▶ [YOUR INSTRUCTIONS]: From the entries below, retype only the lines from the one with "usize, n_instances: usize" through the one with "impl<O: UncertaintyOracle> MsuTreeTrainer<O>", exactly as written.

Start of Block

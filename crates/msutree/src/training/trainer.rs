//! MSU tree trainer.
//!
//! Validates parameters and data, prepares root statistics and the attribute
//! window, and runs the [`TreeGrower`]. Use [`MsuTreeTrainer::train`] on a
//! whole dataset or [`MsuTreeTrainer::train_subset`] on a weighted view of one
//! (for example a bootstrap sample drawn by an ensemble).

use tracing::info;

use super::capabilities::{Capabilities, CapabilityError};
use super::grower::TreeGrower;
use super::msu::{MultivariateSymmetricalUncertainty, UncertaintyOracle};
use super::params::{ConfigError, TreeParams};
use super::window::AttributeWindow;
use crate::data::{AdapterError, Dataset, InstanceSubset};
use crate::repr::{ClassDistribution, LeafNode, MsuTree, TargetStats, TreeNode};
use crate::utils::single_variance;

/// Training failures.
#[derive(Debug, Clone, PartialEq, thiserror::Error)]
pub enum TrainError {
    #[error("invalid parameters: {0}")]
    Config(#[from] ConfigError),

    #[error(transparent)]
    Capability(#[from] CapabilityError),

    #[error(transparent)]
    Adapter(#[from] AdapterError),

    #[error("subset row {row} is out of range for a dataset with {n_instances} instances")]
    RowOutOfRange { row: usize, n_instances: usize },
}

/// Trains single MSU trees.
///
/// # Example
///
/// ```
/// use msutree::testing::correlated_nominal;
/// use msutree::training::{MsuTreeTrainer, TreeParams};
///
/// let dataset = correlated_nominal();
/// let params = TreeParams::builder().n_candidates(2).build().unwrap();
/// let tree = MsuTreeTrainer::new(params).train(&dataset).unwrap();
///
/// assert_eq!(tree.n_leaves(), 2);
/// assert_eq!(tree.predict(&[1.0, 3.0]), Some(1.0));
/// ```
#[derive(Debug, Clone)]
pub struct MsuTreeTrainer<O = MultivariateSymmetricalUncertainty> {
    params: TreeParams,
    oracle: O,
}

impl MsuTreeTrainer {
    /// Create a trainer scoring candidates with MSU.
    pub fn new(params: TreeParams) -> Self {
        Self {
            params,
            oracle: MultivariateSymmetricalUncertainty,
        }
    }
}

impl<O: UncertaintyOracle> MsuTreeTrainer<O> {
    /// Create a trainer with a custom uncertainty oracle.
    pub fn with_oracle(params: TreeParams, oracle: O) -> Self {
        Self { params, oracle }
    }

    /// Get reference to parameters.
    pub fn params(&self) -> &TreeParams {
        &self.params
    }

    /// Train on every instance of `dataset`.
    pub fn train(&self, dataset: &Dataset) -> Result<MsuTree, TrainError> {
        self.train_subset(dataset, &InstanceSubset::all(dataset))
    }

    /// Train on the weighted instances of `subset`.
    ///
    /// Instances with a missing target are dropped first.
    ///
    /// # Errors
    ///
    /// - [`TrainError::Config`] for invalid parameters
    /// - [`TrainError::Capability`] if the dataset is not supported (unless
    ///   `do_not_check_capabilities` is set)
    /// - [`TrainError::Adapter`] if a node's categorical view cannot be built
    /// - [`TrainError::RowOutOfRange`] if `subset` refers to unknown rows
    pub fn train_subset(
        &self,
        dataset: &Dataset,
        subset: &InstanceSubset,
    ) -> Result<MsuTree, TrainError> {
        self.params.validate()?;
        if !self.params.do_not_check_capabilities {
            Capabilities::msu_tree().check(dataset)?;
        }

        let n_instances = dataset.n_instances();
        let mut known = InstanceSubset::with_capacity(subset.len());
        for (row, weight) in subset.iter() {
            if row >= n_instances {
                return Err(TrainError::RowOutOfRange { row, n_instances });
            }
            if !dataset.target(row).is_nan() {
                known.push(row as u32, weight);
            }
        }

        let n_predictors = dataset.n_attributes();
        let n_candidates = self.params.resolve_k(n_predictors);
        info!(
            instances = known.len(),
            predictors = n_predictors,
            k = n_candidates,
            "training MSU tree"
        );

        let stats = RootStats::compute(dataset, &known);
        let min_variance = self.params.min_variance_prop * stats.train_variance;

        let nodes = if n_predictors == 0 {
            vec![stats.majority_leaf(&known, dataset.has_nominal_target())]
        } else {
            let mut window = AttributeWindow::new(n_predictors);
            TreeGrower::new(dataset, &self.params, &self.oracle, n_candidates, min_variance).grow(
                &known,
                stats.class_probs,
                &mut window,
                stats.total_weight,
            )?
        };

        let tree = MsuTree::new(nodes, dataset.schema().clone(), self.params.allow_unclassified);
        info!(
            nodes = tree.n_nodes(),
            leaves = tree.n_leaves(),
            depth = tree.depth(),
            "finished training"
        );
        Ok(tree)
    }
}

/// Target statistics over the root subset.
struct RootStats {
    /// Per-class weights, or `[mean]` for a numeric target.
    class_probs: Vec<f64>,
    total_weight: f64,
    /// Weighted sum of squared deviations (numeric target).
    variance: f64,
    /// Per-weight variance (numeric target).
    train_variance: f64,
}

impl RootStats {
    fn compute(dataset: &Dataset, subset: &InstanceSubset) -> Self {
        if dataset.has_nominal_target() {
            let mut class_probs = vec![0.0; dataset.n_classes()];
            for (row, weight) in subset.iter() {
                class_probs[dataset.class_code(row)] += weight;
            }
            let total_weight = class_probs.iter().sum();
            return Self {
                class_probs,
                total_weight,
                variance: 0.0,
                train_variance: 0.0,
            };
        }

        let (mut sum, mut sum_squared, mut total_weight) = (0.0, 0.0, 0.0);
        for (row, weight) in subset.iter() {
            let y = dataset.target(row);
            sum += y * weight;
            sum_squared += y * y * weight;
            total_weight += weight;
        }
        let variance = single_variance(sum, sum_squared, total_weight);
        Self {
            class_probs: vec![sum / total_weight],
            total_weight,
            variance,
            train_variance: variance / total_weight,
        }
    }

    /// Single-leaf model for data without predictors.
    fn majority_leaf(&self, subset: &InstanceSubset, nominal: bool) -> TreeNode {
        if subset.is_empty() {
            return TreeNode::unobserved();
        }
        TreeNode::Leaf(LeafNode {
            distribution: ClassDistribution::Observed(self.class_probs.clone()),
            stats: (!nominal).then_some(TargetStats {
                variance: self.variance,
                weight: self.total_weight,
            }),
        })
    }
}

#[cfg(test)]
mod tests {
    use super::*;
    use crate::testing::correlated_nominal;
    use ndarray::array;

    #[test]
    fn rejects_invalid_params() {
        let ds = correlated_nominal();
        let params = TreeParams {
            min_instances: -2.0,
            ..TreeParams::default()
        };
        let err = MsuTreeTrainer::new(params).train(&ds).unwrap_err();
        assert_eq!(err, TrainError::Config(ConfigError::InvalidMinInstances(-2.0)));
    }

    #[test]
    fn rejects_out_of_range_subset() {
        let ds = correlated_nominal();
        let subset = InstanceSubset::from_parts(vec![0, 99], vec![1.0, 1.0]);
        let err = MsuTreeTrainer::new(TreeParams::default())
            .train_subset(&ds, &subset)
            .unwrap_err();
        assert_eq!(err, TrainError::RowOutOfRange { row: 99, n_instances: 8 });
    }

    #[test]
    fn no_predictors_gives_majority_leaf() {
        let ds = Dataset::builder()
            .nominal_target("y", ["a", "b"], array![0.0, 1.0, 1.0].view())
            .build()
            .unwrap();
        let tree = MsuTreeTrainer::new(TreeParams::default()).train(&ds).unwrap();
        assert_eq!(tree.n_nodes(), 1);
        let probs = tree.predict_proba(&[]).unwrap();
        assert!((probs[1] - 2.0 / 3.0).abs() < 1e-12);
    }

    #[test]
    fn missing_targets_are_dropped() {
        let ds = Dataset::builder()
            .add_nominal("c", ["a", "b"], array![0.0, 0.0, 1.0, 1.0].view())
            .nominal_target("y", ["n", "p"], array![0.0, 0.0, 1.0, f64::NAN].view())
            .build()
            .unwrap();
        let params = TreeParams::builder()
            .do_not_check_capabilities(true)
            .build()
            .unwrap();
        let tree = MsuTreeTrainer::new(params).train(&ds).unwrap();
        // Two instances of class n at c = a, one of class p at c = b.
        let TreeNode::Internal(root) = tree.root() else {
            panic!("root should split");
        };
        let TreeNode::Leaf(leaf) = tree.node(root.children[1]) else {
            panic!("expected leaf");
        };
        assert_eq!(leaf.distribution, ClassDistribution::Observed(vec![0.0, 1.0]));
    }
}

End of Block

▶ [RESPONSE AREA]:
    RowOutOfRange { row: usize, n_instances: usize },
}

/// Trains single MSU trees.
///
/// # Example
///
/// ```
/// use msutree::testing::correlated_nominal;
/// use msutree::training::{MsuTreeTrainer, TreeParams};
///
/// let dataset = correlated_nominal();
/// let params = TreeParams::builder().n_candidates(2).build().unwrap();
/// let tree = MsuTreeTrainer::new(params).train(&dataset).unwrap();
///
/// assert_eq!(tree.n_leaves(), 2);
/// assert_eq!(tree.predict(&[1.0, 3.0]), Some(1.0));
/// ```
#[derive(Debug, Clone)]
pub struct MsuTreeTrainer<O = MultivariateSymmetricalUncertainty> {
    params: TreeParams,
    oracle: O,
}

impl MsuTreeTrainer {
    /// Create a trainer scoring candidates with MSU.
    pub fn new(params: TreeParams) -> Self {
        Self {
            params,
            oracle: MultivariateSymmetricalUncertainty,
        }
    }
}

impl<O: UncertaintyOracle> MsuTreeTrainer<O> {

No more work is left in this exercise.